То, что все пропало, все погибло, компенсируется сознанием, что зато все летит кувырком, вроде какой-то карусели, фейерверка, балагана… И даже в минуты уныния, которые чередуются с приступами смеха, такой «отстраненный» подход к собственной персоне и своей печальной судьбе преобладает, заставляя и самую смерть воспринимать как некий художественный аттракцион или коронный фокус, достойный замедленной съемки, который необходимо входит в состав увлекательной фабулы, демонстрируя миру тот же полет «кувырком» <…> Погибая, он проявляет себя [Терц 1979: 86–87].
Писатель как медиум
Живешь дурак дураком, но иногда в голову лезут превосходные мысли.
Христианский импульс равно присутствует и в других «фантастических повестях», и нигде более, чем в «Ты и я»[86]
. Эта самая безжалостная и мрачная из повестей рисует вселенную, в центре которой находится писатель, что подчеркивает «двойственность» повествователя / писателя и его альтер эго, и обa «я» соперничают друг с другом за доминирование на протяжении всего повествования. На одном уровне прочтения это аллегория падения, когда излишнее высокомерие писателя приводит к одержимости собой на грани паранойи и, в итоге, к смерти. Но к погибели ведет, однако, не знание, а эгоизм художника, который соперничает с Богом за всевластие творца. Свободно обращаясь с библейскими архетипами, Терц перекраивает Ветхий и Новый Завет, и спасение у него приходит в виде беззаветной женской любви[87]. Хотя протагонист Николай Васильевич (так звали Гоголя, хотя рыжие волосы героя напоминают о рыжеватой бороде самого Синявского) вступает в отношения с библиотекаршей Лидой по неявным мотивам, физическая реализация этих отношений дарует ему момент самозабвения[88].В «Гололедице» любовь тоже является основой трансцендентального состояния героя – это любовь протагониста, автора Василия к Наташе, для которой он пишет. В этой повести кроется понимание Синявским моральности искусства – не в форме моралите, проповедей и нотаций, как будто писатель должен это делать по обязанности, но как некой внутренней потребности: «Как писатель, вы выполняете своего рода моральную функцию. Но это происходит не потому, что вы отталкиваетесь от некой моральной задачи, но потому, что невозможно писать без любви <…> В искусстве все должно происходить органично, без проповедей» [Laird 1986: 9].

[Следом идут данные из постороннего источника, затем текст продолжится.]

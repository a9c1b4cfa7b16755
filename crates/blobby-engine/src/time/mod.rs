//! Time subsystem.
//!
//! Frame timing, frame rate and host-side section timings, none of which
//! depend on the runtime.

mod fps;
mod frame_clock;
mod profiler;

pub use fps::FpsCounter;
pub use frame_clock::{FrameClock, FrameTime};
pub use profiler::Profiler;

Взятая с этой перспективы, литература суть форма интимного общения – не глас с небес, но желание дотянуться до читателя; стук в окошко; своего рода азбука Морзе. Фрагментарная, состоящая больше из вопросов, чем ответов, ее форма, будь то надпись на стене общественной прачечной («Суд идет») или письмо, запечатанное в бутыли, или афоризмы (как более литературная форма граффити) не имеет жестких рамок: «Да и написано все это не для читателя. А просто брошено в пространство, на ветер, в самые дальние дали. Только Бог или случайный чудак-любитель может подобрать эти молитвы и заклинания» [Терц 1992, 1: 278].
А писатель – это посредник для слов, которые рождаются больше в надежде, чем в определенности. Текст не является собственностью автора; он приходит к нему почти что вопреки воле, как откровение, когда он готов его принять, находясь в состоянии мистическом или просто под винными парами, как в повести «Квартиранты», хотя для Синявского и то и другое взаимосвязано, как у Венедикта Ерофеева в произведении «Москва – Петушки» (1977), которым Синявский восхищался[89]
.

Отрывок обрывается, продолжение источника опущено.